Black Friday & Cyber Monday Holiday Sales Planning

Black Friday and Cyber Monday Planning for Authors blog graphic header

It’s that time of year again: Pumpkin Spice is taking over our advertising, the weather is cooling, and supply chains and shipping woes are starting. Much like last year, shoppers will be flocking to buy online. The opportunity is once again here to promote your own work and make the most of the holiday shopping season. 

With that in mind, let’s focus on the biggest and most important holiday sales days of the year. Yeah, I’m talking about Black Friday through Cyber Monday.

Black Friday And Cyber Monday History

Did you know ‘Black Friday’ is relatively new? The term itself came from Philadelphia in the 1950s when police “used the term to describe the chaos that ensued on the day after Thanksgiving.” No kidding. If you’re interested, History.com has a great background on the shopping holiday.

The day after Thanksgiving (traditionally the fourth Thursday in November), Black Friday has evolved into a major retail event in the US and beyond. Retailers experimented with opening earlier and earlier for Black Friday, including in 2012 when Walmart opened late on Thanksgiving!

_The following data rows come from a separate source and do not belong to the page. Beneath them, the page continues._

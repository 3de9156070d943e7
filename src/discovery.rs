//! Discovery sub-procedures (§4.D): paginated walks over the attribute handle space to
//! enumerate services, characteristics, and descriptors.

use embassy_sync::blocking_mutex::raw::RawMutex;
use embedded_io_async::{Read, Write};
use heapless::Vec;

use crate::att::{AttErrorCode, AttReq, AttRsp};
use crate::connection::{is_attribute_not_found, AttConnection};
use crate::uuid::BluetoothUuid;
use crate::{BleHostError, Error};

/// GATT-level UUID for "Primary Service", used as the group type in
/// `READ_BY_GROUP_TYPE_REQ` walks (§4.D).
pub const PRIMARY_SERVICE_UUID: u16 = 0x2800;
/// GATT-level UUID for "Characteristic", used as the attribute type in
/// `READ_BY_TYPE_REQ` walks (§4.D).
pub const CHARACTERISTIC_UUID: u16 = 0x2803;

/// A discovered primary service: its declaration handle and the handle range it owns.
#[derive(Debug, Clone, Copy, PartialEq, Eq)]
pub struct DiscoveredService {
    pub start_handle: u16,
    pub end_handle: u16,
    pub uuid: BluetoothUuid,
}

/// A discovered characteristic declaration.
#[derive(Debug, Clone, Copy, PartialEq, Eq)]
pub struct DiscoveredCharacteristic {
    pub declaration_handle: u16,
    pub value_handle: u16,
    pub properties: u8,
    pub uuid: BluetoothUuid,
}

/// A discovered descriptor.
#[derive(Debug, Clone, Copy, PartialEq, Eq)]
pub struct DiscoveredDescriptor {
    pub handle: u16,
    pub uuid: BluetoothUuid,
}

/// Walks the full `0x0001..=0xFFFF` handle range discovering every primary service group
/// (§4.D). Terminates on `ATTRIBUTE_NOT_FOUND` (treated as the end of the list) or when
/// the range is exhausted.
pub async fn discover_all_primary_services<R, W, M, const N: usize, const MAX: usize>(
    conn: &AttConnection<R, W, M, N>,
) -> Result<Vec<DiscoveredService, MAX>, BleHostError<W::Error>>
where
    R: Read,
    W: Write<Error = R::Error>,
    M: RawMutex,
{
    let mut out: Vec<DiscoveredService, MAX> = Vec::new();
    let mut start: u16 = 0x0001;

    while start != 0 {
        let req = AttReq::ReadByGroupType { start, end: 0xFFFF, group_type: PRIMARY_SERVICE_UUID };
        let pdu = conn.send_request_and_await_response(req).await?;
        match pdu.as_response().map_err(BleHostError::from)? {
            AttRsp::ReadByGroupType { entry_len, data } => {
                let mut last_end = start;
                for entry in AttRsp::read_by_group_type_entries(entry_len, data) {
                    let (handle, end, value) = entry.map_err(BleHostError::from)?;
                    if handle < start || handle < last_end {
                        return Err(Error::InvalidResponse.into());
                    }
                    let uuid = BluetoothUuid::from_slice(value).map_err(BleHostError::from)?;
                    out.push(DiscoveredService { start_handle: handle, end_handle: end, uuid })
                        .map_err(|_| BleHostError::Protocol(Error::InsufficientSpace))?;
                    last_end = end;
                }
                if last_end == 0xFFFF {
                    break;
                }
                start = last_end + 1;
            }
            AttRsp::Error { code, .. } if is_attribute_not_found(code) => break,
            AttRsp::Error { code, .. } => return Err(Error::Att(code).into()),
            _ => return Err(Error::InvalidResponse.into()),
        }
    }

    Ok(out)
}

/// Walks the handle range looking only for primary services matching `uuid`, using
/// `FIND_BY_TYPE_VALUE_REQ` (§4.D).
pub async fn discover_primary_services_by_uuid<R, W, M, const N: usize, const MAX: usize>(
    conn: &AttConnection<R, W, M, N>,
    uuid: BluetoothUuid,
) -> Result<Vec<DiscoveredService, MAX>, BleHostError<W::Error>>
where
    R: Read,
    W: Write<Error = R::Error>,
    M: RawMutex,
{
    let raw = uuid.as_raw();
    let mut out: Vec<DiscoveredService, MAX> = Vec::new();
    let mut start: u16 = 0x0001;

    while start != 0 {
        let req = AttReq::FindByTypeValue {
            start,
            end: 0xFFFF,
            att_type: PRIMARY_SERVICE_UUID,
            att_value: raw,
        };
        let pdu = conn.send_request_and_await_response(req).await?;
        match pdu.as_response().map_err(BleHostError::from)? {
            AttRsp::FindByTypeValue { data } => {
                let mut last_end = start;
                for entry in AttRsp::find_by_type_value_entries(data) {
                    let (handle, end) = entry.map_err(BleHostError::from)?;
                    if handle < start || handle < last_end {
                        return Err(Error::InvalidResponse.into());
                    }
                    out.push(DiscoveredService { start_handle: handle, end_handle: end, uuid })
                        .map_err(|_| BleHostError::Protocol(Error::InsufficientSpace))?;
                    last_end = end;
                }
                if last_end == 0xFFFF {
                    break;
                }
                start = last_end + 1;
            }
            AttRsp::Error { code, .. } if is_attribute_not_found(code) => break,
            AttRsp::Error { code, .. } => return Err(Error::Att(code).into()),
            _ => return Err(Error::InvalidResponse.into()),
        }
    }

    Ok(out)
}

/// Walks `[start, end]` discovering every characteristic declaration, using
/// `READ_BY_TYPE_REQ` against the `Characteristic` declaration UUID (§4.D).
///
/// If `filter` is `Some`, the walk still visits every declaration (so handle ranges stay
/// correct) but only characteristics whose UUID matches `filter` are kept, matching the
/// by-UUID discovery call (§9, resolved open question: the by-UUID race is avoided by
/// discovering unconditionally and filtering client-side rather than trusting a
/// server-side UUID filter that `READ_BY_TYPE_REQ` does not support for characteristics).
pub async fn discover_characteristics<R, W, M, const N: usize, const MAX: usize>(
    conn: &AttConnection<R, W, M, N>,
    start: u16,
    end: u16,
    filter: Option<BluetoothUuid>,
) -> Result<Vec<DiscoveredCharacteristic, MAX>, BleHostError<W::Error>>
where
    R: Read,
    W: Write<Error = R::Error>,
    M: RawMutex,
{
    let mut out: Vec<DiscoveredCharacteristic, MAX> = Vec::new();
    let mut cursor = start;

    while cursor != 0 && cursor <= end {
        let req = AttReq::ReadByType { start: cursor, end, attribute_type: BluetoothUuid::from_u16(CHARACTERISTIC_UUID) };
        let pdu = conn.send_request_and_await_response(req).await?;
        match pdu.as_response().map_err(BleHostError::from)? {
            AttRsp::ReadByType { entry_len, data } => {
                let mut last_handle = cursor;
                for entry in AttRsp::read_by_type_entries(entry_len, data) {
                    let (declaration_handle, value) = entry.map_err(BleHostError::from)?;
                    if declaration_handle < cursor || declaration_handle < last_handle {
                        return Err(Error::InvalidResponse.into());
                    }
                    if value.len() < 3 {
                        return Err(Error::InvalidResponse.into());
                    }
                    let properties = value[0];
                    let value_handle = u16::from_le_bytes([value[1], value[2]]);
                    let uuid = BluetoothUuid::from_slice(&value[3..]).map_err(BleHostError::from)?;

                    if filter.map(|f| f == uuid).unwrap_or(true) {
                        out.push(DiscoveredCharacteristic { declaration_handle, value_handle, properties, uuid })
                            .map_err(|_| BleHostError::Protocol(Error::InsufficientSpace))?;
                    }
                    last_handle = declaration_handle;
                }
                if last_handle >= end {
                    break;
                }
                cursor = last_handle + 1;
            }
            AttRsp::Error { code, .. } if is_attribute_not_found(code) => break,
            AttRsp::Error { code, .. } => return Err(Error::Att(code).into()),
            _ => return Err(Error::InvalidResponse.into()),
        }
    }

    Ok(out)
}

/// Discovers every descriptor handle owned by a characteristic, i.e. in `[value_handle + 1,
/// service_end_handle]` (§4.D), using `FIND_INFORMATION_REQ`.
pub async fn discover_descriptors<R, W, M, const N: usize, const MAX: usize>(
    conn: &AttConnection<R, W, M, N>,
    value_handle: u16,
    service_end_handle: u16,
) -> Result<Vec<DiscoveredDescriptor, MAX>, BleHostError<W::Error>>
where
    R: Read,
    W: Write<Error = R::Error>,
    M: RawMutex,
{
    let mut out: Vec<DiscoveredDescriptor, MAX> = Vec::new();
    if value_handle >= service_end_handle {
        return Ok(out);
    }
    let mut cursor = value_handle + 1;

    while cursor != 0 && cursor <= service_end_handle {
        let req = AttReq::FindInformation { start: cursor, end: service_end_handle };
        let pdu = conn.send_request_and_await_response(req).await?;
        match pdu.as_response().map_err(BleHostError::from)? {
            AttRsp::FindInformation { format, data } => {
                let mut last_handle = cursor;
                for entry in AttRsp::find_information_entries(format, data) {
                    let (handle, uuid) = entry.map_err(BleHostError::from)?;
                    if handle < cursor || handle < last_handle {
                        return Err(Error::InvalidResponse.into());
                    }
                    out.push(DiscoveredDescriptor { handle, uuid })
                        .map_err(|_| BleHostError::Protocol(Error::InsufficientSpace))?;
                    last_handle = handle;
                }
                if last_handle >= service_end_handle {
                    break;
                }
                cursor = last_handle + 1;
            }
            AttRsp::Error { code, .. } if is_attribute_not_found(code) => break,
            AttRsp::Error { code, .. } => return Err(Error::Att(code).into()),
            _ => return Err(Error::InvalidResponse.into()),
        }
    }

    Ok(out)
}

/// `true` if `code` corresponds to an unsupported-group-type error: the server does not
/// recognize the requested group type at all (§7, treated distinctly from an empty list).
pub fn is_unsupported_group_type(code: AttErrorCode) -> bool {
    matches!(code, AttErrorCode::UnsupportedGroupType)
}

Cyber Monday is an even more recent term, dating back to 2005 when retailers decided to further expand the Black Friday shopping period. The story goes that retailers saw a spike in sales on the Monday after Thanksgiving and wanted to capitalize.

That brings us to today. 

Whether you like it or not, Black Friday, Cyber Monday, and the weekend in-between them will be a major shopping weekend. Last year’s closure of most brick-and-mortar retailers led to a crazy spike in online sales; this data indicates a 44% increase in ecommerce in 2020. 

Sell Your Book, Your Way

Sell books on your own website with Lulu Direct.

Sell Your Book,
Your Way

Sell books on your own
website with Lulu Direct.

Preparing For Black Friday And Cyber Monday

As an independent creator, upticks in online sales are a great sign for you. But just having your book available isn’t enough. You need to actively (and sometimes aggressively) promote yourself and your book this year. 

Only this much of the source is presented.